The discovery reported herein of a distinct Dirac cone at the zone center when Se molecules are gently adsorbed on bilayer graphene at very low temperatures is quite unexpected. While cloning of Dirac cones in graphene via heterostructure moiré modulation and bilayer twisting is well-documented, the electronic structures in these systems are generally quite complex17,18. Cloning of Dirac cone in few-layer graphene systems has also been reported for intercalation or adsorption of various metals, resulting in $$\left( {\sqrt 3 \times \sqrt 3 } \right)R30^ \circ$$ lattices19,20,21,22,23. However, the bonding between the metal atoms and the graphene layers is strong and can lead to substantial modifications of the atomic structure. In contrast, our case epitomizes simplicity and offers a fresh perspective on electronic structure modification. The Se-graphene interaction is expected to be of the very weak van der Waals type. Thus, the electronic structure of the Se-graphene composite system should be essentially a spatially decoupled combination of the graphene and Se electronic states. Graphene alone has no electronic states at the zone center for energies near the Fermi level. Both free and physisorbed Se molecules have a large electronic gap at the Fermi level between the highest occupied molecular orbital (HOMO) states and the lowest unoccupied molecular orbital (LUMO) states.

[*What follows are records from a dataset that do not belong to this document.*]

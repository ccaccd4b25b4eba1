// SPDX-License-Identifier: MIT OR Apache-2.0
//! In-process client (§4.7): the same invoker the MCP server runs, without
//! any JSON-RPC encode/decode in between.

use afd_middleware::Invoker;
use afd_registry::{CommandRegistry, Context, Interface};
use afd_result::CommandResult;
use serde_json::Value;
use std::sync::Arc;

/// Calls commands directly against a shared [`Invoker`], tagging every
/// invocation with [`Interface::Cli`] so `expose.cli == false` commands are
/// blocked exactly as they would be from the terminal.
pub struct Client {
    invoker: Arc<Invoker>,
    registry: Arc<CommandRegistry>,
}

impl Client {
    /// Build a client over an already-constructed registry and invoker.
    #[must_use]
    pub fn new(registry: Arc<CommandRegistry>, invoker: Arc<Invoker>) -> Self {
        Self { invoker, registry }
    }

    /// The registry this client calls through, for discovery (`tools`,
    /// `validate --surface`).
    #[must_use]
    pub fn registry(&self) -> &Arc<CommandRegistry> {
        &self.registry
    }

    /// Invoke one command by name, running the full middleware chain.
    pub async fn call(&self, name: &str, input: Value) -> CommandResult<Value> {
        let ctx = Context::new(Interface::Cli);
        self.invoker.invoke(name, input, ctx).await
    }

    /// Thread `input` through each command name in turn, feeding the
    /// previous step's `data` as the next step's input. Stops and returns
    /// immediately on the first failing step.
    pub async fn pipe(&self, names: &[&str], input: Value) -> CommandResult<Value> {
        let mut current = input;
        let mut result = afd_result::success(current.clone());
        for name in names {
            result = self.call(name, current).await;
            if !result.is_success() {
                return result;
            }
            current = result.data.clone().unwrap_or(Value::Null);
        }
        result
    }
}

#[cfg(test)]
mod tests {
    use super::*;
    use afd_registry::{CommandDefinition, Exposure, HandlerFuture};
    use afd_result::success;
    use afd_schema::Schema;

    fn echo_registry() -> (Arc<CommandRegistry>, Arc<Invoker>) {
        let mut reg = CommandRegistry::new();
        let schema = Arc::new(Schema::from_value(serde_json::json!({"type": "object"})).unwrap());
        let handler: afd_registry::Handler = Arc::new(|input, _ctx| Box::pin(async move { success(input) }) as HandlerFuture);
        reg.register(
            CommandDefinition::builder("todo-echo", "echoes input", schema.clone(), handler.clone())
                .expose(Exposure { palette: false, agent: false, mcp: false, cli: true })
                .build(),
        )
        .unwrap();
        reg.register(
            CommandDefinition::builder("todo-hidden", "not exposed to cli", schema, handler)
                .expose(Exposure { palette: true, agent: true, mcp: true, cli: false })
                .build(),
        )
        .unwrap();
        let registry = Arc::new(reg);
        let invoker = Arc::new(Invoker::new(registry.clone()));
        (registry, invoker)
    }

    #[tokio::test]
    async fn call_invokes_cli_exposed_command() {
        let (registry, invoker) = echo_registry();
        let client = Client::new(registry, invoker);
        let result = client.call("todo-echo", serde_json::json!({"a": 1})).await;
        assert!(result.is_success());
        assert_eq!(result.data.unwrap()["a"], 1);
    }

    #[tokio::test]
    async fn call_blocks_command_not_exposed_to_cli() {
        let (registry, invoker) = echo_registry();
        let client = Client::new(registry, invoker);
        let result = client.call("todo-hidden", Value::Null).await;
        assert_eq!(result.error.unwrap().code, "COMMAND_NOT_EXPOSED");
    }

    #[tokio::test]
    async fn pipe_threads_data_between_steps() {
        let (registry, invoker) = echo_registry();
        let client = Client::new(registry, invoker);
        let result = client.pipe(&["todo-echo", "todo-echo"], serde_json::json!({"n": 1})).await;
        assert!(result.is_success());
        assert_eq!(result.data.unwrap()["n"], 1);
    }

    #[tokio::test]
    async fn pipe_stops_on_first_failure() {
        let (registry, invoker) = echo_registry();
        let client = Client::new(registry, invoker);
        let result = client.pipe(&["todo-hidden", "todo-echo"], Value::Null).await;
        assert_eq!(result.error.unwrap().code, "COMMAND_NOT_EXPOSED");
    }
}
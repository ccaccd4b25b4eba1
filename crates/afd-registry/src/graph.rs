// SPDX-License-Identifier: MIT OR Apache-2.0
//! Prerequisite graph acyclicity check, shared by the registry invariants
//! and the surface validator's `circular-prerequisite` rule.

use crate::registry::CommandRegistry;
use std::collections::HashSet;

/// Walk colors for iterative-deepening DFS cycle detection.
#[derive(Clone, Copy, PartialEq, Eq)]
enum Color {
    White,
    Gray,
    Black,
}

/// Find one cycle in the `requires` graph induced by `registry`, if any.
///
/// Returns the command names forming the cycle, in traversal order, or
/// `None` if the graph is a DAG. References to unregistered commands are
/// ignored here — that is the `unresolved-prerequisite` rule's job.
#[must_use]
pub fn find_cycle(registry: &CommandRegistry) -> Option<Vec<String>> {
    let names: Vec<&str> = registry.list(None).iter().map(|d| d.name.as_str()).collect();
    let mut color: std::collections::HashMap<&str, Color> =
        names.iter().map(|&n| (n, Color::White)).collect();

    for &start in &names {
        if color[start] == Color::White {
            let mut stack: Vec<(&str, usize)> = vec![(start, 0)];
            let mut path: Vec<&str> = vec![start];
            color.insert(start, Color::Gray);

            while let Some((node, next_idx)) = stack.last().copied() {
                let Some(def) = registry.get(node) else {
                    stack.pop();
                    path.pop();
                    continue;
                };
                if next_idx >= def.requires.len() {
                    color.insert(node, Color::Black);
                    stack.pop();
                    path.pop();
                    continue;
                }
                stack.last_mut().unwrap().1 += 1;
                let next = def.requires[next_idx].as_str();
                match color.get(next).copied() {
                    Some(Color::Gray) => {
                        let cycle_start = path.iter().position(|&n| n == next).unwrap_or(0);
                        let mut cycle: Vec<String> =
                            path[cycle_start..].iter().map(|s| s.to_string()).collect();
                        cycle.push(next.to_string());
                        return Some(cycle);
                    }
                    Some(Color::White) => {
                        color.insert(next, Color::Gray);
                        stack.push((next, 0));
                        path.push(next);
                    }
                    _ => {}
                }
            }
        }
    }
    None
}

/// Names referenced by `requires` edges across `registry` that are not
/// themselves registered. Order matches registration order of the
/// referencing command.
#[must_use]
pub fn unresolved_prerequisites(registry: &CommandRegistry) -> Vec<(String, String)> {
    let mut out = Vec::new();
    let known: HashSet<&str> = registry.list(None).iter().map(|d| d.name.as_str()).collect();
    for def in registry.list(None) {
        for req in &def.requires {
            if !known.contains(req.as_str()) {
                out.push((def.name.clone(), req.clone()));
            }
        }
    }
    out
}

Consequently, Se-derived electronic states cannot be directly involved in the Fermiology of the Se/bilayer graphene system. Therefore, the Dirac cone at the zone center induced by Se adsorption exemplifies a case of emergent electronic band structure.

## Results and discussion

### Experimental band structure and Dirac-cone cloning

Figure 1a and b display band maps obtained by angle-resolved photoemission spectroscopy (ARPES) using 40.81-eV photons from a helium discharge lamp; the sample was bilayer graphene (BLG) prepared on a 6H-SiC(0001) surface, which during the measurement was maintained at 20 K after saturation adsorption of Se vapor at the same temperature. For comparison, Fig. 1c and d show ARPES maps of the same sample after the sample temperature was raised to 30 K to desorb the Se. Evidently, the adsorption of Se at 20 K creates a Dirac cone at the zone center, but otherwise, the ARPES maps for the two cases are virtually similar. The observed ARPES bands are summarized in Fig. 1e and f, where the blue and green curves indicate bands due to BLG and SiC(0001), respectively, based upon prior experimental and theoretical studies24,25,26,27,28. The red curves identify the Se-induced electronic structure, which is dominated by the emergent Dirac cone at the zone center. For the clean BLG surface, there are actually two closely-spaced Dirac cones centered at the Brillouin zone corner $${{{\bar{\mathrm K}}}}$$ point due to bilayer splitting24,25,26,27,28. However, with a photon energy of 40.81 eV used for the band mapping, the lower Dirac cone dominates the ARPES map near the $${{{\bar{\mathrm K}}}}$$ point (see Supplementary Note 2 and Supplementary Fig. 2). Additionally, the ARPES cross sections for the two branches of the lower Dirac cone are quite different, leading to marked left-right intensity asymmetry27,28,29. The Se-induced Dirac cone at the zone center, by contrast, is left-right symmetric in intensity (see Supplementary Note 3 and Supplementary Fig. 3), and yet, its dispersion relation replicates exactly that of the graphene Dirac cones at the zone corners. This intensity symmetrization arises because the clone at the zone center is a hybrid offspring of the graphene Dirac cones symmetrically located at the hexagonal zone corners.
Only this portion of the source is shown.